Friday, October 20, 2006

Guns before butter. 花よりだんご


I have pneumonia. It took a while to realize that and be diagnosed properly. The fever of 39.5 and coughing up of blood helped the hospital to get the right diagnosis the second time, with the help of an x-ray. An unpleasant symptom of pneumonia is feeling hot, cold, sweaty, and clammy all at the same time. My splitting headache has come back. Yes, like the one Abe Lincoln had.

I was thinking about two things one day while I waiting around at the hospital. First, it is taken for granted that everyone is cared for in Japan, everyone has health insurance. The system is not up for much political debate of any kind; changes may be made by bureaucrats (by which I mean professionals in the best sense of the word) not politicians. Like virtually every other industrialized country, a public health system was put in place when the GNP per capita passed about US $8000 or 10,000. Countries with socialist ideologies, such as Cuba, build a health system before almost anything else. Something went wrong in the US. Was it that Truman didn't package it correctly? Was Eisenhower blocking it? Why did Kennedy invade Cuba and fly to the moon instead of build up a public health system? Why did Johnson invade Vietnam with his Grate Society? We can't blame it on the Chief Executioner; what about the Congress? They were bought and sold, so why didn't the public insist on it? It could be the assured class-consciousness of the ruling class which runs the press, or it could be a peculiar ludicrousness or gullibility in the American people. I can't explain what went wrong with America but, in Japan, the idea that you would just set off certain people and make it hard or impossible for them to get the same care as everybody is hard to even imagine. It would be like denying some people the vote, or elementary education, or mail service, or electricity, or mail delivery. Which reminds me: maybe it is related to American racism.

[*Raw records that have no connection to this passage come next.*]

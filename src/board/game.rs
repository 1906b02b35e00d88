/*
 * This Source Code Form is subject to the terms of the Mozilla Public
 * License, v. 2.0. If a copy of the MPL was not distributed with this
 * file, You can obtain one at https://mozilla.org/MPL/2.0/.
 */

use std::{
    fmt,
    ops::{Deref, DerefMut},
    str::FromStr,
};

use anyhow::{anyhow, bail, Context, Result};

use super::{
    attacks_for, pawn_attacks, perft, Applied, Bitboard, Board, CastlingRights, Color, Move,
    MoveList, Piece, PieceKind, Square, ZobristKey,
};

/// Halfmoves without a capture or Pawn move after which the game is drawn.
const SEVENTY_FIVE_MOVES: usize = 150;

/// Occurrences of a single position after which the game is drawn.
const FIVEFOLD: usize = 5;

/// Everything needed to take back a move made on a [`Game`].
#[derive(Clone, Copy, PartialEq, Eq, Debug)]
struct Undo {
    mv: Move,
    /// `None` if the move was made from an empty square, passing the turn.
    applied: Option<Applied>,
    castling: CastlingRights,
    ep_square: Option<Square>,
    halfmove: usize,
    fullmove: usize,
    key: ZobristKey,
}

/// A game of chess.
///
/// This is the complete, mutable state of a game: the [`Board`], the side to move, castling and en passant
/// rights, the move counters, and a stack of every move made so far so that each can be taken back.
///
/// The basic methods you're probably looking for are [`Game::from_fen`], [`Game::legal_moves`],
/// [`Game::make_move`], and [`Game::unmake_move`].
///
/// A [`Game`] dereferences to its [`Board`], so placement queries such as [`Board::attackers`] can be called on it directly.
#[derive(Clone, PartialEq, Eq, Debug)]
pub struct Game {
    board: Board,
    side_to_move: Color,
    castling: CastlingRights,
    ep_square: Option<Square>,
    halfmove: usize,
    fullmove: usize,
    key: ZobristKey,
    history: Vec<Undo>,
}
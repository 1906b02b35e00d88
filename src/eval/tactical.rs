/*
 * This Source Code Form is subject to the terms of the Mozilla Public
 * License, v. 2.0. If a copy of the MPL was not distributed with this
 * file, You can obtain one at https://mozilla.org/MPL/2.0/.
 */

use super::{mate_score, Evaluator, MATE_SCORE};
use crate::{Color, Game, Noise};

/// Bonus for any position in which the side to move is in check.
pub const CHECK_BONUS: f64 = 1500.0;

/// Scores only checkmates and checks, steering play toward forcing sequences.
///
/// A check is rewarded no matter which side is in check.
///
/// # Example
/// ```
/// # use newt::*;
/// let game: Game = "4k3/8/8/8/8/8/8/4K2R b - - 0 1".parse().unwrap();
/// assert_eq!(TacticalEvaluator.evaluate(&game, Color::White, &mut Noise::silent()), 0.0);
///
/// let game: Game = "4k3/8/8/8/8/8/8/4R1K1 b - - 0 1".parse().unwrap();
/// assert_eq!(TacticalEvaluator.evaluate(&game, Color::White, &mut Noise::silent()), 1500.0);
/// assert_eq!(TacticalEvaluator.evaluate(&game, Color::Black, &mut Noise::silent()), 1500.0);
/// ```
#[derive(Clone, Copy, Debug, Default)]
pub struct TacticalEvaluator;

impl Evaluator for TacticalEvaluator {
    fn name(&self) -> &'static str {
        "Tactical"
    }

    fn evaluate(&self, game: &Game, color: Color, _noise: &mut Noise) -> f64 {
        if game.is_checkmate() {
            mate_score(game, color, MATE_SCORE)
        } else if game.is_check() {
            CHECK_BONUS
        } else {
            0.0
        }
    }
}
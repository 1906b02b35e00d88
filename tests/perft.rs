/*
 * This Source Code Form is subject to the terms of the Mozilla Public
 * License, v. 2.0. If a copy of the MPL was not distributed with this
 * file, You can obtain one at https://mozilla.org/MPL/2.0/.
 */

use newt::{perft_generic, Game};

fn test_perft_fen_nodes(depth: usize, fen: &str, expected: u64) {
    let mut position = Game::from_fen(fen).unwrap();
    let before = position.clone();

    let res = perft_generic::<true>(&mut position, depth);
    assert_eq!(res, expected, "PERFT({depth}) failed on {fen}");
    assert_eq!(position, before, "PERFT({depth}) did not restore {fen}");
}

/// https://www.chessprogramming.org/Perft_Results
#[cfg(test)]
mod simple_perfts {
    use super::*;

    const STARTPOS: &str = "rnbqkbnr/pppppppp/8/8/8/8/PPPPPPPP/RNBQKBNR w KQkq - 0 1";
    const KIWIPETE: &str = "r3k2r/p1ppqpb1/bn2pnp1/3PN3/1p2P3/2N2Q1p/PPPBBPPP/R3K2R w KQkq - 0 1";
    const POSITION_3: &str = "8/2p5/3p4/KP5r/1R3p1k/8/4P1P1/8 w - - 0 1";
    const POSITION_4: &str = "r3k2r/Pppp1ppp/1b3nbN/nP6/BBP1P3/q4N2/Pp1P2PP/R2Q1RK1 w kq - 0 1";
    const POSITION_5: &str = "rnbq1k1r/pp1Pbppp/2p5/8/2B5/8/PPP1NnPP/RNBQK2R w KQ - 1 8";

    #[test]
    fn test_startpos_perft() {
        test_perft_fen_nodes(1, STARTPOS, 20);
        test_perft_fen_nodes(2, STARTPOS, 400);
        test_perft_fen_nodes(3, STARTPOS, 8902);
        test_perft_fen_nodes(4, STARTPOS, 197281);
    }

    #[test]
    fn test_kiwipete_perft() {
        test_perft_fen_nodes(1, KIWIPETE, 48);
        test_perft_fen_nodes(2, KIWIPETE, 2039);
        test_perft_fen_nodes(3, KIWIPETE, 97862);
    }

    #[test]
    fn test_position_3_perft() {
        test_perft_fen_nodes(1, POSITION_3, 14);
        test_perft_fen_nodes(2, POSITION_3, 191);
        test_perft_fen_nodes(3, POSITION_3, 2812);
        test_perft_fen_nodes(4, POSITION_3, 43238);
    }

    #[test]
    fn test_position_4_perft() {
        test_perft_fen_nodes(1, POSITION_4, 6);
        test_perft_fen_nodes(2, POSITION_4, 264);
        test_perft_fen_nodes(3, POSITION_4, 9467);
    }

    #[test]
    fn test_position_5_perft() {
        test_perft_fen_nodes(1, POSITION_5, 44);
        test_perft_fen_nodes(2, POSITION_5, 1486);
        test_perft_fen_nodes(3, POSITION_5, 62379);
    }
}

/// https://www.chessprogramming.net/perfect-perft/
#[cfg(test)]
mod promotion_perft {
    use super::*;

    const PROMOTIONS: &str = "n1n5/PPPk4/8/8/8/8/4Kppp/5N1N b - - 0 1";

    #[test]
    fn test_promotion_perft_1() {
        test_perft_fen_nodes(1, PROMOTIONS, 24);
    }

    #[test]
    fn test_promotion_perft_2() {
        test_perft_fen_nodes(2, PROMOTIONS, 496);
    }

    #[test]
    fn test_promotion_perft_3() {
        test_perft_fen_nodes(3, PROMOTIONS, 9483);
    }
}
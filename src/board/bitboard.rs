/*
 * This Source Code Form is subject to the terms of the Mozilla Public
 * License, v. 2.0. If a copy of the MPL was not distributed with this
 * file, You can obtain one at https://mozilla.org/MPL/2.0/.
 */

use std::{fmt, ops::Not};

use super::Square;

/// A set of squares, stored as one bit per square.
///
/// Bit `n` corresponds to the square with index `n`, so `a1` is the least-significant bit.
#[derive(Clone, Copy, PartialEq, Eq, Hash, Default)]
#[repr(transparent)]
pub struct Bitboard(u64);

impl Bitboard {
    pub const EMPTY: Self = Self(0);
    pub const FULL: Self = Self(u64::MAX);
    pub const LIGHT_SQUARES: Self = Self(0x55AA_55AA_55AA_55AA);
    pub const DARK_SQUARES: Self = Self(0xAA55_AA55_AA55_AA55);

    #[inline(always)]
    pub const fn new(bits: u64) -> Self {
        Self(bits)
    }

    /// Creates a [`Bitboard`] containing only `square`.
    ///
    /// # Example
    /// ```
    /// # use newt::{Bitboard, Square};
    /// let e4 = Bitboard::from_square(Square::E4);
    /// assert!(e4.contains(Square::E4));
    /// assert_eq!(e4.population(), 1);
    /// ```
    #[inline(always)]
    pub const fn from_square(square: Square) -> Self {
        Self(1 << square.index())
    }

    #[inline(always)]
    pub const fn inner(&self) -> u64 {
        self.0
    }

    #[inline(always)]
    pub const fn is_empty(&self) -> bool {
        self.0 == 0
    }

    #[inline(always)]
    pub const fn is_nonempty(&self) -> bool {
        self.0 != 0
    }

    #[inline(always)]
    pub const fn contains(&self, square: Square) -> bool {
        self.0 & (1 << square.index()) != 0
    }

    /// Number of squares in this set.
    #[inline(always)]
    pub const fn population(&self) -> u32 {
        self.0.count_ones()
    }

    /// The lowest-indexed square in this set, if any.
    #[inline(always)]
    pub const fn lsb(&self) -> Option<Square> {
        if self.0 == 0 {
            None
        } else {
            Some(Square::from_index_unchecked(self.0.trailing_zeros() as usize))
        }
    }

    /// Removes and returns the lowest-indexed square in this set.
    #[inline(always)]
    pub fn pop_lsb(&mut self) -> Option<Square> {
        let square = self.lsb()?;
        self.0 &= self.0 - 1;
        Some(square)
    }

    /// `const` union, used when building lookup tables at compile time.
    #[inline(always)]
    pub const fn or(self, other: Self) -> Self {
        Self(self.0 | other.0)
    }

    #[inline(always)]
    pub const fn iter(&self) -> BitboardIter {
        BitboardIter(*self)
    }
}

/// Iterates over the squares of a [`Bitboard`], from `a1` towards `h8`.
pub struct BitboardIter(Bitboard);

impl Iterator for BitboardIter {
    type Item = Square;

    #[inline(always)]
    fn next(&mut self) -> Option<Self::Item> {
        self.0.pop_lsb()
    }

    #[inline(always)]
    fn size_hint(&self) -> (usize, Option<usize>) {
        let n = self.0.population() as usize;
        (n, Some(n))
    }
}

impl ExactSizeIterator for BitboardIter {}

impl IntoIterator for Bitboard {
    type Item = Square;
    type IntoIter = BitboardIter;

    #[inline(always)]
    fn into_iter(self) -> Self::IntoIter {
        BitboardIter(self)
    }
}

impl FromIterator<Square> for Bitboard {
    fn from_iter<T: IntoIterator<Item = Square>>(iter: T) -> Self {
        iter.into_iter()
            .fold(Self::EMPTY, |bb, square| bb | square.bitboard())
    }
}

macro_rules! impl_bitwise_op {
    ($trait:tt, $fn:ident, $assign_trait:tt, $assign_fn:ident) => {
        impl std::ops::$trait for Bitboard {
            type Output = Self;
            #[inline(always)]
            fn $fn(self, rhs: Self) -> Self::Output {
                Self(self.0.$fn(rhs.0))
            }
        }

        impl std::ops::$assign_trait for Bitboard {
            #[inline(always)]
            fn $assign_fn(&mut self, rhs: Self) {
                self.0.$assign_fn(rhs.0);
            }
        }
    };
}

impl_bitwise_op!(BitAnd, bitand, BitAndAssign, bitand_assign);
impl_bitwise_op!(BitOr, bitor, BitOrAssign, bitor_assign);
impl_bitwise_op!(BitXor, bitxor, BitXorAssign, bitxor_assign);

impl Not for Bitboard {
    type Output = Self;
    #[inline(always)]
    fn not(self) -> Self::Output {
        Self(!self.0)
    }
}

impl fmt::Display for Bitboard {
    /// Prints an 8x8 grid with rank 8 at the top, `X` marking members of the set.
    fn fmt(&self, f: &mut fmt::Formatter<'_>) -> fmt::Result {
        for rank in (0..8).rev() {
            write!(f, "{} ", rank + 1)?;
            for file in 0..8 {
                let c = if self.contains(Square::new(file, rank)) {
                    'X'
                } else {
                    '.'
                };
                write!(f, " {c}")?;
            }
            writeln!(f)?;
        }
        write!(f, "   a b c d e f g h")
    }
}

impl fmt::Debug for Bitboard {
    fn fmt(&self, f: &mut fmt::Formatter<'_>) -> fmt::Result {
        write!(f, "Bitboard(0x{:016X})", self.0)
    }
}
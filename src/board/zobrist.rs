/*
 * This Source Code Form is subject to the terms of the Mozilla Public
 * License, v. 2.0. If a copy of the MPL was not distributed with this
 * file, You can obtain one at https://mozilla.org/MPL/2.0/.
 */

use std::fmt;

use super::{CastlingRights, Color, Piece, PieceKind, Square};

/// Stores Zobrist hash keys, for hashing [`Game`](super::Game)s.
///
/// Generated at compile time, so keys remain constant between compilations.
const ZOBRIST_TABLE: ZobristHashTable = ZobristHashTable::new();

/// Four random u64 values.
const SEEDS: [u64; 4] = [
    0x6A09_E667_F3BC_C908,
    0xBB67_AE85_84CA_A73B,
    0x3C6E_F372_FE94_F82B,
    0xA54F_F53A_5F1D_36F1,
];

/// A key identifying a chess position, used to detect repetitions.
///
/// Two positions with the same pieces, side to move, castling rights, and en passant square share a key.
#[derive(Default, PartialEq, Eq, PartialOrd, Ord, Hash, Debug, Clone, Copy)]
pub struct ZobristKey(u64);

impl ZobristKey {
    /// Return the inner `u64` of this key.
    ///
    /// # Example
    /// ```
    /// # use newt::*;
    /// let zero = ZobristKey::default();
    /// assert_eq!(zero.inner(), 0);
    /// ```
    #[inline(always)]
    pub const fn inner(&self) -> u64 {
        self.0
    }

    /// Adds/removes `hash_key` to this [`ZobristKey`].
    ///
    /// This is done with the XOR operator, so hashing the same value twice is a no-op.
    #[inline(always)]
    pub fn hash(&mut self, hash_key: u64) {
        self.0 ^= hash_key;
    }

    /// Adds/removes the hash for the provided `piece` at `square`.
    ///
    /// # Example
    /// ```
    /// # use newt::*;
    /// let pawn = Piece::new(Color::Black, PieceKind::Pawn);
    /// let mut d7 = ZobristKey::default();
    /// d7.hash_piece(Square::D7, pawn);
    ///
    /// let mut d5 = ZobristKey::default();
    /// d5.hash_piece(Square::D5, pawn);
    /// assert_ne!(d5, d7);
    ///
    /// d7.hash_piece(Square::D7, pawn);
    /// assert_eq!(d7, ZobristKey::default());
    /// ```
    #[inline(always)]
    pub fn hash_piece(&mut self, square: Square, piece: Piece) {
        self.hash(ZOBRIST_TABLE.piece_keys[square][piece_index(piece)]);
    }

    /// Adds/removes the hash for an en passant square on the file of `ep_square`.
    #[inline(always)]
    pub fn hash_ep_square(&mut self, ep_square: Square) {
        self.hash(ZOBRIST_TABLE.ep_keys[ep_square.file() as usize]);
    }

    /// Same as [`ZobristKey::hash_ep_square`], doing nothing for `None`.
    #[inline(always)]
    pub fn hash_optional_ep_square(&mut self, ep_square: Option<Square>) {
        if let Some(square) = ep_square {
            self.hash_ep_square(square);
        }
    }

    /// Adds/removes the hash for the provided `castling_rights`.
    #[inline(always)]
    pub fn hash_castling_rights(&mut self, castling_rights: CastlingRights) {
        self.hash(ZOBRIST_TABLE.castling_keys[castling_rights.index()]);
    }

    /// Adds/removes the hash for the side to move. White's key is `0`.
    #[inline(always)]
    pub fn hash_side_to_move(&mut self, color: Color) {
        if color.is_black() {
            self.hash(ZOBRIST_TABLE.black_key);
        }
    }
}

impl fmt::Display for ZobristKey {
    #[inline(always)]
    fn fmt(&self, f: &mut fmt::Formatter<'_>) -> fmt::Result {
        write!(f, "{:016x}", self.0)
    }
}

#[inline(always)]
const fn piece_index(piece: Piece) -> usize {
    piece.color().index() * PieceKind::COUNT + piece.kind().index()
}

struct ZobristHashTable {
    /// One unique key for every colored piece on every square.
    piece_keys: [[u64; Color::COUNT * PieceKind::COUNT]; Square::COUNT],

    /// One key per file on which an en passant capture may happen.
    ep_keys: [u64; 8],

    /// One key for every combination of castling rights.
    castling_keys: [u64; CastlingRights::COUNT],

    black_key: u64,
}

impl ZobristHashTable {
    const fn new() -> Self {
        let mut piece_keys = [[0; Color::COUNT * PieceKind::COUNT]; Square::COUNT];
        let mut ep_keys = [0; 8];
        let mut castling_keys = [0; CastlingRights::COUNT];

        let mut state = SEEDS;

        let mut i = 0;
        while i < Square::COUNT {
            let mut j = 0;
            while j < Color::COUNT * PieceKind::COUNT {
                let key;
                (key, state) = xoshiro(state);
                piece_keys[i][j] = key;
                j += 1;
            }
            i += 1;
        }

        i = 0;
        while i < ep_keys.len() {
            let key;
            (key, state) = xoshiro(state);
            ep_keys[i] = key;
            i += 1;
        }

        // No castling rights hashes to 0.
        i = 1;
        while i < CastlingRights::COUNT {
            let key;
            (key, state) = xoshiro(state);
            castling_keys[i] = key;
            i += 1;
        }

        let (black_key, _) = xoshiro(state);

        Self {
            piece_keys,
            ep_keys,
            castling_keys,
            black_key,
        }
    }
}

/// One step of the xoshiro256** generator, from <https://prng.di.unimi.it/xoshiro256starstar.c>
const fn xoshiro(mut s: [u64; 4]) -> (u64, [u64; 4]) {
    let result = s[1].wrapping_mul(5).rotate_left(7).wrapping_mul(9);

    let t = s[1] << 17;

    s[2] ^= s[0];
    s[3] ^= s[1];
    s[1] ^= s[2];
    s[0] ^= s[3];

    s[2] ^= t;

    s[3] = s[3].rotate_left(45);
    (result, s)
}
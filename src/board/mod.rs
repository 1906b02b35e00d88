/*
 * This Source Code Form is subject to the terms of the Mozilla Public
 * License, v. 2.0. If a copy of the MPL was not distributed with this
 * file, You can obtain one at https://mozilla.org/MPL/2.0/.
 */

/// Precomputed and ray-walked attack sets for every piece.
mod attacks;

/// Sets of squares, stored as 64-bit integers.
mod bitboard;

/// The full state of a game: side to move, rights, counters, and move history.
mod game;

/// Move encoding and UCI notation.
mod moves;

/// Perft node counting, for validating move generation.
mod perft;

/// Pieces and their kinds.
mod piece;

/// Piece placement and castling rights.
mod position;

/// Squares and colors.
mod square;

/// Zobrist hashing of positions.
mod zobrist;

pub use attacks::*;
pub use bitboard::*;
pub use game::*;
pub use moves::*;
pub use perft::*;
pub use piece::*;
pub use position::*;
pub use square::*;
pub use zobrist::*;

The second thing I appreciate is that there are no nuclear weapons and no appetite for them. Somebody who proposes that the country have an atomic bomb is a good candidate to be sent off to a mental hospital. I don't talk with a large number of adults freely about topics like this much anymore, but I would be surprised if many people were in favor of arming with nuclear weapons. I would be surprised to find even one Japanese female who would support Japan having nukes. Let's say the percentage is under 1%. As for the men, I tend to think it would also be hard to find anyone, but in the case of repeated tests or threats from North Korea or China, I can imagine that from 5% to 20% or so of the men might begin to back such a plan. My estimate may be too high. The sea between Japan and Korea has been sufficient to deter effective invasion until the Americans came. The US should likewise have little to worry about, with the Atlantic, Arctic and Pacific oceans serving as moats for the fortress. Anyway, it is a mark of insanity to propose having a nuke here, while in the US, to propose the country get rid of its nukes, one might be called insane.

Two cheers for Japan!

If I could add a third point, it would be having decent daycare available for communities, so that children are safely, professionally, and inexpensively cared for while their mothers work. This can be done on a community or state level. For that matter, so can health insurance. Neither seems to be a big priority in the States.

Getting your priorities right is the first step of politics!

America, stop lashing out and killing foreign people, and take care of your own! Be a great nation again! Stop embarrassing us! People, demand the best of your elected officials. Don't settle for money politics.